# VGA over CAT5 Recomendations?



## Chris Chapman (Jan 28, 2010)

We've been having great success with sending normal, NTSC video over CAT5 in our facility using baluns. We just expanded our runs, and I'm looking at adding in a VGA component. Any one have a good recomendations, or more importantly, gear that I should stay away from?

(Distances are over 200 feet.)


----------



## Morpheus (Jan 28, 2010)

I'm using an Intellix system right now (www.intelix.com), the VGA UHR F, to be exact.

Seems to be working pretty well, the only issue I had was from a bad cat5 cable

max distance is 550, according to website


----------



## rwhealey (Jan 28, 2010)

I was happy with the performance of both Extron and Kramer units.

Extron has better architectural mounting options, but it was a bit of a hassle for us to get it, as Full Compass isn't a dealer and we had to go through with a bothersome purchasing process. 

The Extron was DOA (bad Cat5 connector) but the dealer got us a new one by the next morning.
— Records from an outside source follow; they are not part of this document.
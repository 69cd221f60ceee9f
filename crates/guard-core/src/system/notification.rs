//! Desktop notifications through `osascript`

use async_trait::async_trait;

use super::{applescript_string, run_checked};
use crate::notifier::Notifier;

/// Posts notifications with `display notification`.
#[derive(Debug, Clone, Default)]
pub struct OsaScriptNotifier;

impl OsaScriptNotifier {
    pub fn new() -> Self {
        Self
    }
}

#[async_trait]
impl Notifier for OsaScriptNotifier {
    async fn send(&self, title: &str, message: &str) {
        let script = format!(
            "display notification {} with title {}",
            applescript_string(message),
            applescript_string(title)
        );
        if let Err(e) = run_checked("osascript", &["-e", &script]).await {
            tracing::debug!("Notification not delivered: {}", e);
        }
    }
}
Good service.


----------



## museav (Jan 29, 2010)

rwhealey said:


> Extron has better architectural mounting options, but it was a bit of a hassle for us to get it, as Full Compass isn't a dealer and we had to go through with a bothersome purchasing process.
> 
> The Extron was DOA (bad Cat5 connector) but the dealer got us a new one by the next morning. Good service.


I think those two statements are directly related. I know that Extron limits distribution to approved dealers specifically so that they can support those dealers to the level they feel is required. When I worked for a dealer I had a primary contact and a backup team that we could call with any problems, the same as a Consultant now. Not that Full Compass does not give good support, my experiences with them have always been positive, but the level of product support is often a trade-off in getting the pricing discounts of a large online retailer.

My 'go to' brands for audio and video over UTP/STP are Magenta Research, Extron and FSR.


----------



## stanleyrobinson (Feb 1, 2010)

A provider of VGA; VGA and audio; and VGA, audio and serial solutions over CAT5 is Minicom Digital Signage. For example, the DS Vision 3000 supports 1080p video, stereo audio and bi-directional serial up to 2000 feet. All products have a three year warranty.


----------



## pacman (Feb 1, 2010)

I've had great success with computer & HD video running on Magenta Research Multiview components. There are a lot of threads on this subject (audio/video/control over Cat5) on Control Booth


----------